//! Human-readable text report

use super::{AnalysisReport, NamedTable};
use std::fmt::Write;

/// Marker for undefined cells
pub const UNDEFINED: &str = "-";

pub fn format_value(value: Option<f64>) -> String {
    match value {
        Some(v) => format!("{:.4}", v),
        None => UNDEFINED.to_string(),
    }
}

/// Render a table with aligned columns
pub fn render_table(table: &NamedTable) -> String {
    let cells: Vec<Vec<String>> = table
        .values
        .iter()
        .map(|row| row.iter().map(|v| format_value(*v)).collect())
        .collect();

    let label_width = table
        .row_labels
        .iter()
        .map(|l| l.chars().count())
        .max()
        .unwrap_or(0);
    let widths: Vec<usize> = table
        .column_labels
        .iter()
        .enumerate()
        .map(|(col, label)| {
            cells
                .iter()
                .filter_map(|row| row.get(col))
                .map(|c| c.chars().count())
                .chain(std::iter::once(label.chars().count()))
                .max()
                .unwrap_or(0)
        })
        .collect();

    let mut out = String::new();
    let _ = write!(out, "{:label_width$}", "");
    for (label, width) in table.column_labels.iter().zip(&widths) {
        let _ = write!(out, "  {:>width$}", label);
    }
    out.push('\n');
    for (label, row) in table.row_labels.iter().zip(&cells) {
        let _ = write!(out, "{:label_width$}", label);
        for (cell, width) in row.iter().zip(&widths) {
            let _ = write!(out, "  {:>width$}", cell);
        }
        out.push('\n');
    }
    out
}

pub fn render_text(report: &AnalysisReport) -> String {
    let mut out = String::new();

    let _ = writeln!(out, "WEBMINER ANALYSIS REPORT");
    let _ = writeln!(out, "Run: {}", report.run_id);
    let _ = writeln!(out, "Generated: {}", report.generated_at.to_rfc3339());
    let _ = writeln!(out);
    let _ = writeln!(out, "Analysis mode: {}", report.mode);
    let _ = writeln!(out, "Scoring function: {}", report.scoring_function);
    let _ = writeln!(out, "    {}", report.formula);
    let _ = writeln!(out);

    let settings = &report.settings;
    let _ = writeln!(
        out,
        "Normalize across backends: {}",
        yes_no(settings.normalize_across_backends)
    );
    let _ = writeln!(
        out,
        "Normalize across sites: {}",
        yes_no(settings.normalize_across_sites)
    );
    match &settings.post_normalization {
        Some(n) => {
            let _ = writeln!(out, "Post-normalization: {:?} ({:?})", n.rule, n.scope);
        }
        None => {
            let _ = writeln!(out, "Post-normalization: none");
        }
    }
    let _ = writeln!(out, "Zero denominators: {:?}", settings.zero_denominator);
    let _ = writeln!(out, "Attempts per query: {}", settings.max_attempts);
    if !settings.required_filters.is_empty() {
        let _ = writeln!(out, "Required filters:");
        for filter in &settings.required_filters {
            let _ = writeln!(out, "    {}", filter);
        }
    }
    if !settings.search_options.excluded.is_empty() {
        let _ = writeln!(out, "Excluded: {}", settings.search_options.excluded.join(", "));
    }
    let _ = writeln!(out);

    let _ = writeln!(out, "Backends:");
    for backend in &report.backends {
        let _ = writeln!(out, "    {} (multiplier {:.4})", backend.name, backend.multiplier);
    }
    let _ = writeln!(out, "Sites:");
    for site in &report.sites {
        let _ = writeln!(
            out,
            "    {} (weight {}, multiplier {:.4}, factor {:.4})",
            site.site, site.weight, site.multiplier, site.factor
        );
    }
    let _ = writeln!(out);

    let _ = writeln!(out, "SCORES");
    out.push_str(&render_table(&report.scores));

    for table in &report.tables {
        let _ = writeln!(out);
        let _ = writeln!(out, "{}", table.name.to_uppercase());
        out.push_str(&render_table(table));
    }

    if let Some(tags) = &report.tag_ranking {
        let _ = writeln!(out);
        let _ = writeln!(out, "{} TAG RANKS", tags.source.to_uppercase());
        for (label, ranks) in report.row_labels.iter().zip(&tags.ranks) {
            let ranks: Vec<String> = ranks
                .iter()
                .map(|r| r.map_or_else(|| UNDEFINED.to_string(), |r| r.to_string()))
                .collect();
            let _ = writeln!(out, "    {}: {}", label, ranks.join(" "));
        }
    }

    let _ = writeln!(out);
    let _ = writeln!(out, "QUERIES ({})", report.queries.len());
    for query in &report.queries {
        let _ = writeln!(
            out,
            "    [{}] {} @ {}: {} -> {}",
            query.kind,
            query.backend,
            query.site.as_deref().unwrap_or("whole network"),
            query.literal_query,
            query.count
        );
    }

    out
}

fn yes_no(value: bool) -> &'static str {
    if value {
        "yes"
    } else {
        "no"
    }
}
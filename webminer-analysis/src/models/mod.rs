//! Data model: terms, filters, sites, scoring selectors and count tables

pub mod counts;
pub mod filter;
pub mod scoring;
pub mod site;
pub mod term;

pub use counts::{CountKey, CountKind, Matrix, RawCountSet, RawCounts, ScoreMatrix};
pub use filter::{FilterTemplate, RequiredFilters, Segment, PRIMARY_SLOT, SECONDARY_SLOT};
pub use scoring::{AnalysisMode, ScoringFunction};
pub use site::{SiteRestriction, WeightScaling};
pub use term::{Term, TermSet};
//! Report assembly and file output

mod helpers;

use helpers::{settings, MockBackend, MockTagSource, RecordingProgress};
use tempfile::TempDir;
use webminer_analysis::models::ScoringFunction;
use webminer_analysis::report::{write_reports, AnalysisReport, OutputFormat};
use webminer_analysis::{AnalysisOutcome, AnalysisProcessor};

async fn co_occurrence_outcome() -> AnalysisOutcome {
    let mut settings = settings(ScoringFunction::Cooc1, &["jazz", "hip hop <SYNONYM> rap", "rock"], None);
    settings.normalize_across_backends = true;
    let backend = MockBackend::new("mock")
        .with_count(&["jazz", "\"hip hop\" OR \"rap\""], 10)
        .with_count(&["jazz", "rock"], 2)
        .with_count(&["\"hip hop\" OR \"rap\"", "rock"], 1);

    AnalysisProcessor::new(settings, vec![backend.boxed()])
        .run(&RecordingProgress::new())
        .await
        .unwrap()
}

#[tokio::test]
async fn test_report_labels_and_audit_trail() {
    let outcome = co_occurrence_outcome().await;
    let report = AnalysisReport::from_outcome(&outcome);

    assert_eq!(report.row_labels, vec!["jazz", "hip hop / rap", "rock"]);
    assert_eq!(report.column_labels, report.row_labels);
    assert_eq!(report.scoring_function, ScoringFunction::Cooc1);
    assert_eq!(report.backends.len(), 1);
    assert_eq!(report.backends[0].multiplier, 1.0);
    assert_eq!(report.sites[0].site, "whole network");
    assert_eq!(report.queries.len(), 3);
    assert_eq!(report.queries[0].literal_query, "\"hip hop\" OR \"rap\" \"jazz\"");
    assert_eq!(report.scores.values[0][0], None);
    assert!(report
        .tables
        .iter()
        .any(|t| t.name.contains("without normalization or weighting")));
}

#[tokio::test]
async fn test_write_all_formats() {
    let outcome = co_occurrence_outcome().await;
    let report = AnalysisReport::from_outcome(&outcome);
    let dir = TempDir::new().unwrap();
    let formats = [
        OutputFormat::Text,
        OutputFormat::Json,
        OutputFormat::Tsv,
        OutputFormat::Arff,
        OutputFormat::AceXml,
    ];

    let written = write_reports(&report, &dir.path().join("out"), "genres", &formats).unwrap();
    assert_eq!(written.len(), 5);
    assert!(written.iter().all(|p| p.exists()));

    let json: serde_json::Value =
        serde_json::from_str(&std::fs::read_to_string(dir.path().join("out/genres.json")).unwrap()).unwrap();
    assert_eq!(json["scoring_function"], "cooc-1");
    assert!(json["scores"]["values"][0][0].is_null());
    assert_eq!(json["row_labels"][1], "hip hop / rap");

    let text = std::fs::read_to_string(dir.path().join("out/genres.txt")).unwrap();
    assert!(text.contains("Scoring function: cooc-1"));
    assert!(text.contains("3.3333"));

    let tsv = std::fs::read_to_string(dir.path().join("out/genres.tsv")).unwrap();
    assert_eq!(tsv.lines().count(), 4);
    assert!(tsv.lines().nth(1).unwrap().starts_with("jazz\t-\t"));

    let arff = std::fs::read_to_string(dir.path().join("out/genres.arff")).unwrap();
    assert!(arff.contains("%    2) hip hop / rap"));
    assert!(arff.contains("@relation genres"));

    let xml = std::fs::read_to_string(dir.path().join("out/genres.xml")).unwrap();
    assert_eq!(xml.matches("<data_set>").count(), 3);
    assert_eq!(xml.matches("<feature>").count(), 6);
}

#[tokio::test]
async fn test_tag_fusion_features_side_by_side() {
    let settings = settings(
        ScoringFunction::CrossTab3,
        &["beethoven"],
        Some(&["classical", "jazz"]),
    );
    let backend = MockBackend::new("mock")
        .with_count(&["beethoven", "classical"], 80)
        .with_count(&["beethoven", "jazz"], 5);
    let tags = MockTagSource::new(&[("beethoven", &["classical"][..])]);

    let outcome = AnalysisProcessor::new(settings, vec![backend.boxed()])
        .with_tag_source(Box::new(tags))
        .run(&RecordingProgress::new())
        .await
        .unwrap();
    let report = AnalysisReport::from_outcome(&outcome);

    assert_eq!(
        report.features.column_labels,
        vec!["classical_WS", "jazz_WS", "classical_mocktags", "jazz_mocktags"]
    );
    assert_eq!(report.features.values[0][2], Some(1.0));
    assert_eq!(report.tag_ranking.as_ref().unwrap().ranks, vec![vec![Some(1), None]]);

    let arff = OutputFormat::Arff.render(&report, "fusion").unwrap();
    assert!(arff.contains("@attribute Class {classical,jazz}"));
}
//! Analysis run orchestration
//!
//! One [`AnalysisProcessor`] performs exactly one run and is consumed by
//! it: validate, configure backends, plan, collect, combine, score,
//! post-normalize, then optionally fuse tag rankings.

use crate::backends::{SearchBackend, TagSource};
use crate::collector::{HitCountCollector, QueryRecord};
use crate::combiner::{combine, CombinedCounts};
use crate::error::{AnalysisError, AnalysisResult};
use crate::models::ScoreMatrix;
use crate::planner::{plan_queries, validate, QueryPlan};
use crate::post_normalizer::normalize;
use crate::progress::ProgressSink;
use crate::scorer::score;
use crate::settings::AnalysisSettings;
use crate::tag_rank::{fetch_rank_table, fuse, RankTable};

/// Tag-ranking results of a cross-tabulation run
#[derive(Debug, Clone)]
pub struct TagFusion {
    pub source: String,
    pub ranks: RankTable,
    pub tag_scores: ScoreMatrix,
    pub fused: ScoreMatrix,
}

/// Everything a run produced
#[derive(Debug, Clone)]
pub struct AnalysisOutcome {
    pub settings: AnalysisSettings,
    pub backend_names: Vec<String>,
    pub plan: QueryPlan,
    pub combined: CombinedCounts,
    /// Scores before post-normalization
    pub unnormalized_scores: ScoreMatrix,
    /// Post-normalized web scores
    pub scores: ScoreMatrix,
    pub tag_fusion: Option<TagFusion>,
    pub queries: Vec<QueryRecord>,
}

impl AnalysisOutcome {
    /// Fused scores when tag ranking ran, web scores otherwise
    pub fn final_scores(&self) -> &ScoreMatrix {
        self.tag_fusion
            .as_ref()
            .map(|t| &t.fused)
            .unwrap_or(&self.scores)
    }
}

/// Single-use analysis run
pub struct AnalysisProcessor {
    settings: AnalysisSettings,
    backends: Vec<Box<dyn SearchBackend>>,
    tag_source: Option<Box<dyn TagSource>>,
}

impl AnalysisProcessor {
    pub fn new(settings: AnalysisSettings, backends: Vec<Box<dyn SearchBackend>>) -> Self {
        Self {
            settings,
            backends,
            tag_source: None,
        }
    }

    pub fn with_tag_source(mut self, tag_source: Box<dyn TagSource>) -> Self {
        self.tag_source = Some(tag_source);
        self
    }

    pub fn settings(&self) -> &AnalysisSettings {
        &self.settings
    }

    /// Query plan without contacting any backend
    pub fn plan(&self) -> AnalysisResult<QueryPlan> {
        plan_queries(&self.settings, self.backends.len())
    }

    /// Total backend submissions the run will make
    pub fn submission_count(&self) -> AnalysisResult<usize> {
        Ok(self
            .plan()?
            .total_submissions(self.backends.len(), self.settings.effective_sites().len()))
    }

    pub async fn run(mut self, progress: &dyn ProgressSink) -> AnalysisResult<AnalysisOutcome> {
        validate(&self.settings, self.backends.len())?;

        for backend in self.backends.iter_mut() {
            backend.configure(&self.settings.search_options)?;
        }

        let plan = plan_queries(&self.settings, self.backends.len())?;
        let sites = self.settings.effective_sites();
        let backend_names: Vec<String> = self.backends.iter().map(|b| b.name().to_string()).collect();

        tracing::info!(
            scoring_function = %self.settings.scoring_function,
            mode = %self.settings.scoring_function.mode(),
            backends = ?backend_names,
            sites = sites.len(),
            submissions = plan.total_submissions(self.backends.len(), sites.len()),
            "Starting analysis"
        );

        let collected = HitCountCollector::new(&self.backends, &sites, &self.settings.retry, progress)
            .collect(&plan)
            .await?;

        let ranks = self.fetch_tag_ranks(progress).await?;

        progress.start_sub_task(1, "Scoring and report assembly");

        let combined = combine(&collected.counts, &self.settings)?;
        let unnormalized_scores = score(
            self.settings.scoring_function,
            &combined.weighted,
            self.settings.zero_denominator,
        )?;

        let mut scores = unnormalized_scores.clone();
        if let Some(normalization) = &self.settings.post_normalization {
            normalize(&mut scores, normalization);
        }

        let tag_fusion = ranks.map(|(source, ranks)| {
            let tag_scores = ranks.scores();
            let fused = fuse(&scores, &tag_scores);
            TagFusion {
                source,
                ranks,
                tag_scores,
                fused,
            }
        });

        if progress.is_cancelled() {
            return Err(AnalysisError::Cancelled);
        }
        progress.advance();
        progress.mark_complete();

        tracing::info!(
            rows = scores.rows(),
            cols = scores.cols(),
            queries = collected.queries.len(),
            "Analysis finished"
        );

        Ok(AnalysisOutcome {
            settings: self.settings,
            backend_names,
            plan,
            combined,
            unnormalized_scores,
            scores,
            tag_fusion,
            queries: collected.queries,
        })
    }

    async fn fetch_tag_ranks(
        &self,
        progress: &dyn ProgressSink,
    ) -> AnalysisResult<Option<(String, RankTable)>> {
        let Some(source) = self.tag_source.as_deref() else {
            return Ok(None);
        };
        let Some(secondary) = self.settings.active_secondary() else {
            tracing::warn!(
                source = %source.name(),
                "Tag ranking applies to cross-tabulation only, skipping"
            );
            return Ok(None);
        };

        let ranks = fetch_rank_table(
            source,
            &self.settings.primary,
            secondary,
            &self.settings.retry,
            progress,
        )
        .await?;

        Ok(Some((source.name().to_string(), ranks)))
    }
}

| WHAT THE TASK ASKS |
Which lines hold the word "QueryPlan"? Return all of them from the records above.

| SOLUTION FOR THIS PROBLEM |
use crate::planner::{plan_queries, validate, QueryPlan};
    pub plan: QueryPlan,
    pub fn plan(&self) -> AnalysisResult<QueryPlan> {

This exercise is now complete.